A base governista obteve uma vitória estratégica na Comissão Parlamentar Mista de Inquérito (CPI) do INSS na madrugada deste sábado, 28 de março de 2026, ao derrubar o relatório final que sugeria o indiciamento de 216 pessoas, entre elas Fábio Luís Lula da Silva, conhecido como Lulinha, e o influente lobista Antônio Carlos Camilo Antunes, o “Careca do INSS”. A votação, encerrada por volta das 02h13, representou um duro golpe para a oposição e para o trabalho do relator, deputado Alfredo Gaspar (União-AL).
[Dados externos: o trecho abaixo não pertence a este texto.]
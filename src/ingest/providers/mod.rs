pub mod json_board;
pub mod rss_feed;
O texto elaborado por Gaspar era resultado de meses de investigações sobre supostas fraudes e irregularidades no Instituto Nacional do Seguro Social, que teriam desviado milhões de reais dos cofres públicos. A lista de indiciados abrangia desde funcionários públicos e empresários até figuras com conexões políticas, apontados como peças-chave em um esquema complexo de corrupção e desvio de recursos previdenciários. A inclusão de Lulinha e Careca do INSS no rol de possíveis responsáveis havia inflamado o debate político, transformando a CPI em um palco de acirradas disputas ideológicas e partidárias. Lulinha era citado em conexão com supostos recebimentos indevidos, enquanto Antônio Carlos Camilo Antunes era apontado como um dos articuladores centrais das tramas investigadas.

Durante a sessão que antecedeu a votação decisiva, parlamentares da base aliada ao governo defenderam a tese de que o relatório possuía falhas processuais, falta de provas conclusivas para tantos indiciamentos e um caráter excessivamente político, visando a desestabilização da gestão atual. Eles argumentaram que muitas das acusações não se sustentavam em elementos concretos, mas sim em conjecturas e ilações, e que a inclusão de nomes de alto perfil político era uma tentativa de sensacionalizar as conclusões.
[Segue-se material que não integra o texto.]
//! # Discovery Engine
//! `discover` = throttle admission → crawl → merge/dedup → scoring → ranked feed.
//!
//! Policy per session: one crawl in flight. An automatic trigger joins the
//! running crawl, or is admitted by the throttle, or is served the last
//! result. A manual trigger aborts the running crawl (connectors and scoring
//! pass alike) and starts over; callers waiting on the aborted crawl follow
//! the replacement.

use std::sync::Arc;

use chrono::Utc;
use metrics::counter;
use tokio::sync::watch;
use tracing::{debug, info, warn};

use crate::analyze::ai_adapter::DynAiScorer;
use crate::analyze::ranking::{score_and_rank, ScoringPolicy};
use crate::canon;
use crate::catalog::{CuratedCatalog, CuratedEntry};
use crate::config::engine::EngineConfig;
use crate::error::DiscoverError;
use crate::ingest::types::DynConnector;
use crate::ingest::{run_crawl, CrawlSettings};
use crate::model::{CrawlMeta, Discovery, Profile, Served, Trigger};
use crate::session::{anon_hash, InFlight, ResultRx, Session, SessionRegistry};

struct EngineInner {
    connectors: Vec<DynConnector>,
    scorer: DynAiScorer,
    crawl: CrawlSettings,
    policy: ScoringPolicy,
    auto_min_interval_ms: i64,
}

/// Cheap to clone; all clones share connectors and scorer.
#[derive(Clone)]
pub struct Engine {
    inner: Arc<EngineInner>,
}

enum Plan {
    Wait {
        generation: u64,
        rx: ResultRx,
        served: Served,
    },
    Cached(Option<Arc<Discovery>>),
}

impl Engine {
    /// `connectors` are kept in the given order; it is the dedup precedence.
    pub fn new(cfg: &EngineConfig, connectors: Vec<DynConnector>, scorer: DynAiScorer) -> Self {
        Self {
            inner: Arc::new(EngineInner {
                connectors,
                scorer,
                crawl: CrawlSettings::from_config(cfg),
                policy: ScoringPolicy::from_config(cfg),
                auto_min_interval_ms: cfg.auto_trigger_min_interval_ms,
            }),
        }
    }

    pub fn connector_count(&self) -> usize {
        self.inner.connectors.len()
    }

    /// Session factory using this engine's throttle window.
    pub fn new_session(&self, email: &str) -> Arc<Session> {
        Arc::new(Session::new(email, self.inner.auto_min_interval_ms))
    }

    pub fn new_registry(&self) -> SessionRegistry {
        SessionRegistry::new(self.inner.auto_min_interval_ms)
    }

    /// One full crawl + merge + scoring pass, outside any session.
    pub async fn run_once(&self, profile: &Profile, curated: &[CuratedEntry]) -> Discovery {
        let inner = &self.inner;
        let outcome = run_crawl(&inner.connectors, profile, &inner.crawl).await;
        let merged = canon::merge(curated, outcome.batches, Utc::now());
        debug!(
            target: "engine",
            kept = merged.opportunities.len(),
            merged = merged.merged,
            dropped = merged.dropped,
            "merge done"
        );
        let (opportunities, boosted) =
            score_and_rank(merged.opportunities, profile, &inner.policy, inner.scorer.as_ref())
                .await;

        let mut meta = outcome.meta;
        meta.ai_boosted = boosted;
        Discovery {
            opportunities,
            meta,
            served: Served::Fresh,
        }
    }

    /// Curated catalog only, scored and ordered; no connector is touched.
    pub async fn curated_only(&self, profile: &Profile, curated: &[CuratedEntry]) -> Discovery {
        let now = Utc::now();
        let merged = canon::merge(curated, Vec::new(), now);
        let (opportunities, _) = score_and_rank(
            merged.opportunities,
            profile,
            &self.inner.policy,
            self.inner.scorer.as_ref(),
        )
        .await;
        Discovery {
            opportunities,
            meta: CrawlMeta::empty(now),
            served: Served::Cached,
        }
    }

    /// Ranked feed for `profile` within `session`.
    ///
    /// Fails only when the curated catalog cannot be read; connector and
    /// scorer trouble is reported through `meta`.
    pub async fn discover(
        &self,
        session: &Arc<Session>,
        profile: &Profile,
        catalog: &dyn CuratedCatalog,
        trigger: Trigger,
    ) -> Result<Discovery, DiscoverError> {
        let curated = Arc::new(catalog.load().map_err(DiscoverError::CatalogUnavailable)?);
        let sid = anon_hash(session.key());
        if crate::session::session_key(&profile.email) != session.key() {
            warn!(target: "engine", session = %sid, "profile email differs from session key");
        }

        let plan = self.admit(session, profile, &curated, trigger, &sid);

        match plan {
            Plan::Cached(Some(last)) => {
                let mut d = (*last).clone();
                d.served = Served::Cached;
                Ok(d)
            }
            Plan::Cached(None) => Ok(self.curated_only(profile, &curated).await),
            Plan::Wait {
                generation,
                rx,
                served,
            } => match follow(session, generation, rx).await {
                Some((d, switched)) => {
                    let mut d = (*d).clone();
                    d.served = if switched { Served::InFlight } else { served };
                    Ok(d)
                }
                // No result and no replacement crawl (session ended, or the task died).
                None => Ok(self.curated_only(profile, &curated).await),
            },
        }
    }

    /// Admission decision and crawl start, in one critical section per session.
    fn admit(
        &self,
        session: &Arc<Session>,
        profile: &Profile,
        curated: &Arc<Vec<CuratedEntry>>,
        trigger: Trigger,
        sid: &str,
    ) -> Plan {
        let now = Utc::now();
        let mut st = session.lock();

        match trigger {
            Trigger::Auto => {
                // Sender gone without a stored result: the crawl task died.
                if st.inflight.as_ref().is_some_and(|f| f.rx.has_changed().is_err()) {
                    if let Some(dead) = st.inflight.take() {
                        warn!(
                            target: "session",
                            session = %sid,
                            generation = dead.generation,
                            "dead crawl slot cleared"
                        );
                    }
                }
                if let Some(f) = st.inflight.as_ref() {
                    counter!("throttle_coalesced_total", "reason" => "in_flight").increment(1);
                    info!(target: "session", session = %sid, "auto trigger joined running crawl");
                    return Plan::Wait {
                        generation: f.generation,
                        rx: f.rx.clone(),
                        served: Served::InFlight,
                    };
                }
                if !st.throttle.try_admit_auto(now) {
                    counter!("throttle_coalesced_total", "reason" => "window").increment(1);
                    info!(target: "session", session = %sid, "auto trigger throttled");
                    return Plan::Cached(st.last.clone());
                }
            }
            Trigger::Manual => {
                st.throttle.note_manual(now);
                if let Some(old) = st.inflight.take() {
                    old.handle.abort();
                    info!(
                        target: "session",
                        session = %sid,
                        superseded = old.generation,
                        "manual refresh cancelled running crawl"
                    );
                }
            }
        }

        st.generation += 1;
        let generation = st.generation;
        let (tx, rx) = watch::channel(None);

        let engine = self.clone();
        let task_session = Arc::clone(session);
        let task_profile = profile.clone();
        let task_curated = Arc::clone(curated);
        let handle = tokio::spawn(async move {
            let d = Arc::new(engine.run_once(&task_profile, &task_curated).await);
            // A superseded result is dropped with `tx`; waiters follow the replacement.
            if task_session.complete(generation, Arc::clone(&d)) {
                let _ = tx.send(Some(d));
            }
        });

        st.inflight = Some(InFlight {
            generation,
            handle: handle.abort_handle(),
            rx: rx.clone(),
        });
        info!(target: "session", session = %sid, generation, trigger = ?trigger, "crawl started");

        Plan::Wait {
            generation,
            rx,
            served: Served::Fresh,
        }
    }
}

/// Wait for a crawl result. If the crawl is aborted, follow whichever crawl
/// replaced it. `switched` is true when the result came from a replacement.
/// A crawl that died without a replacement has its slot cleared.
async fn follow(
    session: &Session,
    mut generation: u64,
    mut rx: ResultRx,
) -> Option<(Arc<Discovery>, bool)> {
    let mut switched = false;
    loop {
        let res = rx.wait_for(|v| v.is_some()).await.map(|v| (*v).clone());
        match res {
            Ok(Some(d)) => return Some((d, switched)),
            Ok(None) => return None,
            Err(_) => {
                // Sender dropped without a value: aborted, superseded or panicked.
                let published = rx.borrow().clone();
                if let Some(d) = published {
                    return Some((d, switched));
                }
                let (next_gen, next) = session.current()?;
                if next_gen == generation || next.same_channel(&rx) {
                    session.abandon(generation);
                    return None;
                }
                generation = next_gen;
                rx = next;
                switched = true;
            }
        }
    }
}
Por outro lado, o deputado Alfredo Gaspar e os membros da oposição sustentaram a legitimidade de cada indiciamento proposto, afirmando que as investigações revelaram um esquema robusto de corrupção que demandava a responsabilização dos envolvidos. Para eles, a rejeição do relatório configura uma blindagem política e um retrocesso no combate à impunidade, minando os esforços para sanear o INSS e garantir a correta aplicação dos recursos da previdência. A oposição lamentou a decisão, classificando-a como uma derrota para a transparência e a justiça.
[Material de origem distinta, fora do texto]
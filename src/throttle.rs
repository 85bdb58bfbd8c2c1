// src/throttle.rs
use chrono::{DateTime, Duration, Utc};

/// Minimum-interval gate for automatically triggered crawls, one per session.
/// - First automatic trigger always admitted.
/// - Inside the window, automatic triggers are refused.
/// - `try_admit_auto` checks and records in one step; callers hold the
///   session lock around it so concurrent triggers cannot both pass.
/// - Manual refreshes skip the check but restart the window (`note_manual`).
#[derive(Debug, Clone)]
pub struct Throttle {
    min_interval: Duration,
    last_auto_trigger_at: Option<DateTime<Utc>>,
}

impl Throttle {
    /// `min_interval_ms` < 0 is treated as 0 (no throttling).
    pub fn new(min_interval_ms: i64) -> Self {
        Self {
            min_interval: Duration::milliseconds(min_interval_ms.max(0)),
            last_auto_trigger_at: None,
        }
    }

    /// Whether an automatic trigger at `now` would be admitted. Does NOT mutate state.
    pub fn would_admit(&self, now: DateTime<Utc>) -> bool {
        match self.last_auto_trigger_at {
            None => true,
            Some(ts) => now.signed_duration_since(ts) >= self.min_interval,
        }
    }

    /// Admit an automatic trigger, recording `now` before any crawl starts.
    pub fn try_admit_auto(&mut self, now: DateTime<Utc>) -> bool {
        if !self.would_admit(now) {
            return false;
        }
        self.last_auto_trigger_at = Some(now);
        true
    }

    /// A manual refresh just fetched fresh data; restart the window from `now`.
    pub fn note_manual(&mut self, now: DateTime<Utc>) {
        self.last_auto_trigger_at = Some(now);
    }

    /// Session end.
    pub fn clear(&mut self) {
        self.last_auto_trigger_at = None;
    }

    pub fn last_auto_trigger_at(&self) -> Option<DateTime<Utc>> {
        self.last_auto_trigger_at
    }
}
Com a rejeição do relatório, o futuro das acusações e a responsabilização dos 216 nomes propostos ficam em aberto. Embora o parecer da CPI não tenha força de lei para indiciar formalmente, ele serve como base para investigações criminais por parte do Ministério Público e da Polícia Federal. Resta agora saber se essas instituições darão prosseguimento às apurações com base nos elementos levantados pela comissão, ou se a vitória da base governista na madrugada deste sábado representará o fim de um capítulo sobre as irregularidades no INSS sem maiores consequências.